**Task instructions:**
Your answer should be every line from the records that contains "ServiceId".

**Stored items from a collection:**
____________________

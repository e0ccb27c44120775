//! Aggregate statistics for the admin dashboard.
//!
//! The salon's data volumes are small, so the aggregates are computed over
//! repository listings rather than pushed down as SQL; every repository
//! backend gets them for free.

use std::collections::{HashMap, HashSet};

use chrono::{Days, Utc};
use serde::{Deserialize, Serialize};

use crate::api::{
    Booking, BookingFilter, BookingStatus, ServiceCategory, ServiceFilter, ServiceId, UserFilter,
    UserRole,
};
use crate::db::repository::{
    BookingRepository, CatalogRepository, FullRepository, RepositoryResult, UserRepository,
};

/// Booking counters shown on the admin dashboard.
#[derive(Debug, Clone, Serialize, Deserialize)]
#[serde(rename_all = "camelCase")]
pub struct DashboardStats {
    pub total_bookings: usize,
    pub pending_bookings: usize,
    pub completed_bookings: usize,
    pub today_bookings: usize,
    pub total_revenue: f64,
}

/// Catalog overview counters.
#[derive(Debug, Clone, Serialize, Deserialize)]
#[serde(rename_all = "camelCase")]
pub struct ServiceStats {
    pub total_services: usize,
    pub active_services: usize,
    pub services_by_category: Vec<CategoryCount>,
    pub total_revenue: f64,
}

/// Count of services in one category.
#[derive(Debug, Clone, Serialize, Deserialize)]
pub struct CategoryCount {
    pub category: ServiceCategory,
    pub count: usize,
}

/// User-base overview counters.
#[derive(Debug, Clone, Serialize, Deserialize)]
#[serde(rename_all = "camelCase")]
pub struct UserStats {
    pub total_users: usize,
    pub total_clients: usize,
    pub total_admins: usize,
    /// Clients with at least one booking in the last 30 days.
    pub active_clients: usize,
    pub total_revenue: f64,
}

/// Revenue over completed bookings: the sum of each completed booking's
/// service price. Prices of since-deleted services count as zero.
async fn completed_revenue(
    repo: &dyn FullRepository,
    bookings: &[Booking],
) -> RepositoryResult<f64> {
    let mut price_cache: HashMap<ServiceId, f64> = HashMap::new();
    let mut revenue = 0.0;
    for booking in bookings
        .iter()
        .filter(|b| b.status == BookingStatus::Completed)
    {
        let price = match price_cache.get(&booking.service_id) {
            Some(price) => *price,
            None => {
                let price = repo
                    .fetch_service(booking.service_id)
                    .await?
                    .map(|s| s.price)
                    .unwrap_or(0.0);
                price_cache.insert(booking.service_id, price);
                price
            }
        };
        revenue += price;
    }
    Ok(revenue)
}

/// Booking statistics for the admin dashboard.
pub async fn dashboard_stats(repo: &dyn FullRepository) -> RepositoryResult<DashboardStats> {
    let bookings = repo.list_bookings(BookingFilter::default()).await?;
    let today = Utc::now().date_naive();

    Ok(DashboardStats {
        total_bookings: bookings.len(),
        pending_bookings: bookings
            .iter()
            .filter(|b| b.status == BookingStatus::Pending)
            .count(),
        completed_bookings: bookings
            .iter()
            .filter(|b| b.status == BookingStatus::Completed)
            .count(),
        today_bookings: bookings.iter().filter(|b| b.date == today).count(),
        total_revenue: completed_revenue(repo, &bookings).await?,
    })
}

/// Catalog statistics.
pub async fn service_stats(repo: &dyn FullRepository) -> RepositoryResult<ServiceStats> {
    let services = repo.list_services(ServiceFilter::default()).await?;
    let bookings = repo.list_bookings(BookingFilter::default()).await?;

    let mut by_category: HashMap<ServiceCategory, usize> = HashMap::new();
    for service in &services {
        *by_category.entry(service.category).or_default() += 1;
    }
    let mut services_by_category: Vec<CategoryCount> = by_category
        .into_iter()
        .map(|(category, count)| CategoryCount { category, count })
        .collect();
    services_by_category.sort_by_key(|c| c.category.as_str());

    Ok(ServiceStats {
        total_services: services.len(),
        active_services: services.iter().filter(|s| s.is_active).count(),
        services_by_category,
        total_revenue: completed_revenue(repo, &bookings).await?,
    })
}

/// User-base statistics.
pub async fn user_stats(repo: &dyn FullRepository) -> RepositoryResult<UserStats> {
    let users = repo.list_users(UserFilter::default()).await?;
    let bookings = repo.list_bookings(BookingFilter::default()).await?;

    let cutoff = Utc::now()
        .date_naive()
        .checked_sub_days(Days::new(30))
        .unwrap_or(Utc::now().date_naive());
    let recently_booked: HashSet<_> = bookings
        .iter()
        .filter(|b| b.date >= cutoff)
        .map(|b| b.client_id)
        .collect();

    Ok(UserStats {
        total_users: users.len(),
        total_clients: users.iter().filter(|u| u.role == UserRole::Client).count(),
        total_admins: users.iter().filter(|u| u.role == UserRole::Admin).count(),
        active_clients: users
            .iter()
            .filter(|u| u.role == UserRole::Client && recently_booked.contains(&u.id))
            .count(),
        total_revenue: completed_revenue(repo, &bookings).await?,
    })
}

____________________

**Answer area:**
    Booking, BookingFilter, BookingStatus, ServiceCategory, ServiceFilter, ServiceId, UserFilter,
    let mut price_cache: HashMap<ServiceId, f64> = HashMap::new();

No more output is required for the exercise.